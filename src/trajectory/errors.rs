//! trajectory::errors — error type for trajectory containers and loaders.
//!
//! Conventions
//! -----------
//! - Loader failures carry the offending path and the loader's own message
//!   as text so the enum stays `Clone + PartialEq`.
//! - With `python-bindings`, every variant maps to `ValueError`.

#[cfg(feature = "python-bindings")]
use pyo3::{PyErr, exceptions::PyValueError};

pub type TrajectoryResult<T> = Result<T, TrajectoryError>;

#[derive(Debug, Clone, PartialEq)]
pub enum TrajectoryError {
    // ---- Topology / selection ----
    /// The selection matched no atom.
    EmptySelection { selection: String },

    /// A selection string could not be parsed.
    InvalidSelection { selection: String },

    /// Atom index outside the topology.
    AtomIndexOutOfRange { index: usize, n_atoms: usize },

    // ---- Frame data ----
    /// Position array is not `[n_frames, n_atoms, 3]` for the topology.
    ShapeMismatch { expected: String, actual: Vec<usize> },

    /// The frame spacing is non-positive or non-finite.
    InvalidTimestep { timestep: f64 },

    /// A position is NaN/±inf.
    NonFinitePosition { frame: usize, atom: usize },

    /// Chunks must hold at least one frame.
    InvalidChunkSize { chunk: usize },

    // ---- Loading ----
    /// The external loader failed for `path`.
    Load { path: String, message: String },
}

impl std::error::Error for TrajectoryError {}

impl std::fmt::Display for TrajectoryError {
    fn fmt(&self, f: &mut std::fmt::Formatter<'_>) -> std::fmt::Result {
        match self {
            // ---- Topology / selection ----
            TrajectoryError::EmptySelection { selection } => {
                write!(f, "No atoms with {selection}")
            }
            TrajectoryError::InvalidSelection { selection } => {
                write!(f, "Invalid atom selection: {selection:?}")
            }
            TrajectoryError::AtomIndexOutOfRange { index, n_atoms } => {
                write!(f, "Atom index {index} out of range for {n_atoms} atoms")
            }
            // ---- Frame data ----
            TrajectoryError::ShapeMismatch { expected, actual } => {
                write!(f, "Expected positions of shape {expected}; got: {actual:?}")
            }
            TrajectoryError::InvalidTimestep { timestep } => {
                write!(f, "Timestep must be finite and > 0; got: {timestep}")
            }
            TrajectoryError::NonFinitePosition { frame, atom } => {
                write!(f, "Non-finite position for atom {atom} in frame {frame}")
            }
            TrajectoryError::InvalidChunkSize { chunk } => {
                write!(f, "Chunk size must be >= 1 frame; got: {chunk}")
            }
            // ---- Loading ----
            TrajectoryError::Load { path, message } => {
                write!(f, "Failed to load {path}: {message}")
            }
        }
    }
}

#[cfg(feature = "python-bindings")]
impl From<TrajectoryError> for PyErr {
    fn from(err: TrajectoryError) -> PyErr {
        PyValueError::new_err(err.to_string())
    }
}

#[cfg(test)]
mod tests {
    use super::*;

    #[test]
    fn empty_selection_names_the_selection() {
        let msg = TrajectoryError::EmptySelection { selection: "name Xe".into() }.to_string();
        assert_eq!(msg, "No atoms with name Xe");
    }

    #[test]
    fn load_error_embeds_path_and_message() {
        let err = TrajectoryError::Load { path: "run.dcd".into(), message: "truncated".into() };
        let msg = err.to_string();
        assert!(msg.contains("run.dcd") && msg.contains("truncated"), "Got: {msg}");
    }
}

### Prompt
Each line from the top of the material above through the line containing "every variant maps" must be output exactly, and no other line.

### Reply
filename src/trajectory/errors.rs
//! trajectory::errors — error type for trajectory containers and loaders.
//!
//! Conventions
//! -----------
//! - Loader failures carry the offending path and the loader's own message
//!   as text so the enum stays `Clone + PartialEq`.
//! - With `python-bindings`, every variant maps to `ValueError`.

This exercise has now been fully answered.